Collected data:
⟨
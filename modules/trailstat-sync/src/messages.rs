//! User-facing notification texts in English and Japanese.

use std::str::FromStr;

#[derive(Debug, Clone, Copy, PartialEq, Eq, Default)]
pub enum Locale {
    #[default]
    En,
    Ja,
}

impl FromStr for Locale {
    type Err = String;

    fn from_str(s: &str) -> Result<Self, Self::Err> {
        match s.trim().to_ascii_lowercase().as_str() {
            "en" => Ok(Self::En),
            "ja" => Ok(Self::Ja),
            other => Err(format!("unsupported locale '{other}' (expected en or ja)")),
        }
    }
}

#[derive(Debug, Clone, Copy, PartialEq, Eq)]
pub enum Message {
    Initiated,
    Processed,
    Failure,
    Difference,
    AuthenticationError,
    QueryError,
    UpdateError,
    PageLoadError,
    ElementParseError,
    ScrapeError,
    BrowserCrash,
    CsvPreparationError,
    CsvSaveError,
}

impl Locale {
    pub fn text(self, message: Message) -> &'static str {
        match self {
            Self::En => english(message),
            Self::Ja => japanese(message),
        }
    }
}

fn english(message: Message) -> &'static str {
    match message {
        Message::Initiated => "Trailblazer status sync started.",
        Message::Processed => "Trailblazer status sync processed.",
        Message::Failure => "Failure",
        Message::Difference => "Badge changes",
        Message::AuthenticationError => "Failed to authenticate with Salesforce.",
        Message::QueryError => "Failed to query Salesforce.",
        Message::UpdateError => "Failed to update records in Salesforce.",
        Message::PageLoadError => "Failed to load the profile page.",
        Message::ElementParseError => "Failed to read the status element.",
        Message::ScrapeError => "Failed to scrape profile data.",
        Message::BrowserCrash => "The headless browser crashed.",
        Message::CsvPreparationError => "Failed to prepare the CSV export.",
        Message::CsvSaveError => "Failed to save the CSV export.",
    }
}

fn japanese(message: Message) -> &'static str {
    match message {
        Message::Initiated => "Trailblazer ステータスの同期を開始しました。",
        Message::Processed => "Trailblazer ステータスの同期が完了しました。",
        Message::Failure => "失敗",
        Message::Difference => "バッジの変化",
        Message::AuthenticationError => "Salesforce の認証に失敗しました。",
        Message::QueryError => "Salesforce のクエリに失敗しました。",
        Message::UpdateError => "Salesforce のレコード更新に失敗しました。",
        Message::PageLoadError => "プロフィールページの読み込みに失敗しました。",
        Message::ElementParseError => "ステータス要素の取得に失敗しました。",
        Message::ScrapeError => "プロフィールデータの取得に失敗しました。",
        Message::BrowserCrash => "ヘッドレスブラウザがクラッシュしました。",
        Message::CsvPreparationError => "CSV の作成に失敗しました。",
        Message::CsvSaveError => "CSV の保存に失敗しました。",
    }
}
⟩
*Problem description*: Using the data above, return each line that includes the word "Copy".

*Response for this exercise*:
#[derive(Debug, Clone, Copy, PartialEq, Eq, Default)]
#[derive(Debug, Clone, Copy, PartialEq, Eq)]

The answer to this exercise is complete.